▶ _What to work on_: Copy all lines below that use the word "BuildingAttrs".

Stored data entries:
// ── Site hierarchy domain types ──

use std::fmt;

use serde::{Deserialize, Serialize};
use strum::{Display, EnumString};

/// Kind of node in the site hierarchy.
#[derive(
    Debug, Clone, Copy, PartialEq, Eq, Hash, PartialOrd, Ord, Serialize, Deserialize, Display,
    EnumString,
)]
#[serde(rename_all = "lowercase")]
#[strum(serialize_all = "lowercase", ascii_case_insensitive)]
pub enum SiteKind {
    Area,
    Building,
    Floor,
}

impl SiteKind {
    /// Whether a node of this kind may sit under `parent` (`None` is the
    /// implicit Global root).
    pub fn allows_parent(self, parent: Option<SiteKind>) -> bool {
        matches!(
            (self, parent),
            (SiteKind::Area, None | Some(SiteKind::Area))
                | (SiteKind::Building, Some(SiteKind::Area))
                | (SiteKind::Floor, Some(SiteKind::Building))
        )
    }

    /// Guess a kind from hierarchy depth when the controller does not say.
    ///
    /// `Global/A` and `Global/A/B` are areas, the third level is a
    /// building, anything deeper a floor.
    pub fn from_depth(depth: usize) -> Option<Self> {
        match depth {
            0 => None,
            1 | 2 => Some(SiteKind::Area),
            3 => Some(SiteKind::Building),
            _ => Some(SiteKind::Floor),
        }
    }
}

// ── SitePath ─────────────────────────────────────────────────────────

/// Slash-separated hierarchy path rooted at `Global`, e.g.
/// `Global/United States/HQ`.
#[derive(Clone, PartialEq, Eq, Hash, PartialOrd, Ord, Serialize, Deserialize)]
#[serde(from = "String", into = "String")]
pub struct SitePath(String);

impl SitePath {
    pub const ROOT: &'static str = "Global";

    pub fn root() -> Self {
        Self(Self::ROOT.to_owned())
    }

    /// Normalizes stray whitespace and slashes. A path not starting at
    /// `Global` is taken as relative to it.
    pub fn new(raw: &str) -> Self {
        let segments: Vec<&str> = raw
            .split('/')
            .map(str::trim)
            .filter(|s| !s.is_empty())
            .collect();
        match segments.first() {
            None => Self::root(),
            Some(first) if *first == Self::ROOT => Self(segments.join("/")),
            Some(_) => Self(format!("{}/{}", Self::ROOT, segments.join("/"))),
        }
    }

    pub fn is_root(&self) -> bool {
        self.0 == Self::ROOT
    }

    pub fn child(&self, name: &str) -> Self {
        Self(format!("{}/{}", self.0, name.trim()))
    }

    pub fn parent(&self) -> Option<Self> {
        self.0
            .rsplit_once('/')
            .map(|(parent, _)| Self(parent.to_owned()))
    }

    /// Last path segment.
    pub fn name(&self) -> &str {
        self.0.rsplit('/').next().unwrap_or(&self.0)
    }

    /// Number of segments below `Global`.
    pub fn depth(&self) -> usize {
        self.0.matches('/').count()
    }

    pub fn as_str(&self) -> &str {
        &self.0
    }
}

impl From<String> for SitePath {
    fn from(value: String) -> Self {
        Self::new(&value)
    }
}

impl From<&str> for SitePath {
    fn from(value: &str) -> Self {
        Self::new(value)
    }
}

impl From<SitePath> for String {
    fn from(value: SitePath) -> Self {
        value.0
    }
}

impl fmt::Display for SitePath {
    fn fmt(&self, f: &mut fmt::Formatter<'_>) -> fmt::Result {
        f.write_str(&self.0)
    }
}

impl fmt::Debug for SitePath {
    fn fmt(&self, f: &mut fmt::Formatter<'_>) -> fmt::Result {
        write!(f, "SitePath({:?})", self.0)
    }
}

// ── SiteNode ─────────────────────────────────────────────────────────

/// Kind-specific attributes of a site node, tagged by `kind`.
#[derive(Debug, Clone, PartialEq, Serialize, Deserialize)]
#[serde(tag = "kind", rename_all = "lowercase")]
pub enum SiteAttrs {
    Area,
    Building(BuildingAttrs),
    Floor(FloorAttrs),
}

#[derive(Debug, Clone, Default, PartialEq, Serialize, Deserialize)]
pub struct BuildingAttrs {
    #[serde(default)]
    pub latitude: Option<f64>,
    #[serde(default)]
    pub longitude: Option<f64>,
    #[serde(default)]
    pub address: Option<String>,
    #[serde(default)]
    pub country: Option<String>,
}

#[derive(Debug, Clone, PartialEq, Serialize, Deserialize)]
pub struct FloorAttrs {
    #[serde(default)]
    pub floor_number: Option<i32>,
    #[serde(default = "default_rf_model")]
    pub rf_model: String,
    #[serde(default = "default_floor_side")]
    pub width: f64,
    #[serde(default = "default_floor_side")]
    pub length: f64,
    #[serde(default = "default_floor_height")]
    pub height: f64,
}

impl Default for FloorAttrs {
    fn default() -> Self {
        Self {
            floor_number: None,
            rf_model: default_rf_model(),
            width: default_floor_side(),
            length: default_floor_side(),
            height: default_floor_height(),
        }
    }
}

fn default_rf_model() -> String {
    "Cubes And Walled Offices".into()
}
fn default_floor_side() -> f64 {
    100.0
}
fn default_floor_height() -> f64 {
    10.0
}

/// A desired area, building, or floor.
///
/// The node names its parent by path; children are indexed by the graph.
#[derive(Debug, Clone, PartialEq, Serialize, Deserialize)]
pub struct SiteNode {
    pub name: String,
    #[serde(default = "SitePath::root")]
    pub parent: SitePath,
    #[serde(flatten)]
    pub attrs: SiteAttrs,
}

impl SiteNode {
    pub fn area(name: &str, parent: &str) -> Self {
        Self {
            name: name.into(),
            parent: SitePath::new(parent),
            attrs: SiteAttrs::Area,
        }
    }

    pub fn building(name: &str, parent: &str, attrs: BuildingAttrs) -> Self {
        Self {
            name: name.into(),
            parent: SitePath::new(parent),
            attrs: SiteAttrs::Building(attrs),
        }
    }

    pub fn floor(name: &str, parent: &str, floor_number: i32) -> Self {
        Self {
            name: name.into(),
            parent: SitePath::new(parent),
            attrs: SiteAttrs::Floor(FloorAttrs {
                floor_number: Some(floor_number),
                ..FloorAttrs::default()
            }),
        }
    }

    pub fn kind(&self) -> SiteKind {
        match self.attrs {
            SiteAttrs::Area => SiteKind::Area,
            SiteAttrs::Building(_) => SiteKind::Building,
            SiteAttrs::Floor(_) => SiteKind::Floor,
        }
    }

    /// Full path of this node.
    pub fn path(&self) -> SitePath {
        self.parent.child(&self.name)
    }
}

#[cfg(test)]
mod tests {
    use super::*;

    #[test]
    fn path_normalization() {
        assert_eq!(SitePath::new("Global/US/").as_str(), "Global/US");
        assert_eq!(SitePath::new(" US / HQ ").as_str(), "Global/US/HQ");
        assert!(SitePath::new("").is_root());
        assert!(SitePath::new("Global").is_root());
    }

    #[test]
    fn path_navigation() {
        let hq = SitePath::new("Global/US/HQ");
        assert_eq!(hq.name(), "HQ");
        assert_eq!(hq.depth(), 2);
        assert_eq!(hq.parent(), Some(SitePath::new("Global/US")));
        assert_eq!(SitePath::root().parent(), None);
        assert_eq!(SitePath::root().child("US"), SitePath::new("Global/US"));
    }

    #[test]
    fn parent_kind_constraints() {
        assert!(SiteKind::Area.allows_parent(None));
        assert!(SiteKind::Area.allows_parent(Some(SiteKind::Area)));
        assert!(!SiteKind::Building.allows_parent(None));
        assert!(SiteKind::Building.allows_parent(Some(SiteKind::Area)));
        assert!(!SiteKind::Floor.allows_parent(Some(SiteKind::Area)));
        assert!(SiteKind::Floor.allows_parent(Some(SiteKind::Building)));
    }

    #[test]
    fn floor_defaults_apply_when_omitted() {
        let yaml = "kind: floor\nname: FLOOR_1\nparent: Global/US/HQ\nfloor_number: 1\n";
        let node: SiteNode = serde_yaml::from_str(yaml).expect("valid floor");
        let SiteAttrs::Floor(attrs) = &node.attrs else {
            panic!("expected floor, got {:?}", node.attrs);
        };
        assert_eq!(attrs.rf_model, "Cubes And Walled Offices");
        assert!((attrs.width - 100.0).abs() < f64::EPSILON);
        assert_eq!(node.path().as_str(), "Global/US/HQ/FLOOR_1");
    }
}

▶ _Result below_:
    Building(BuildingAttrs),
pub struct BuildingAttrs {
    pub fn building(name: &str, parent: &str, attrs: BuildingAttrs) -> Self {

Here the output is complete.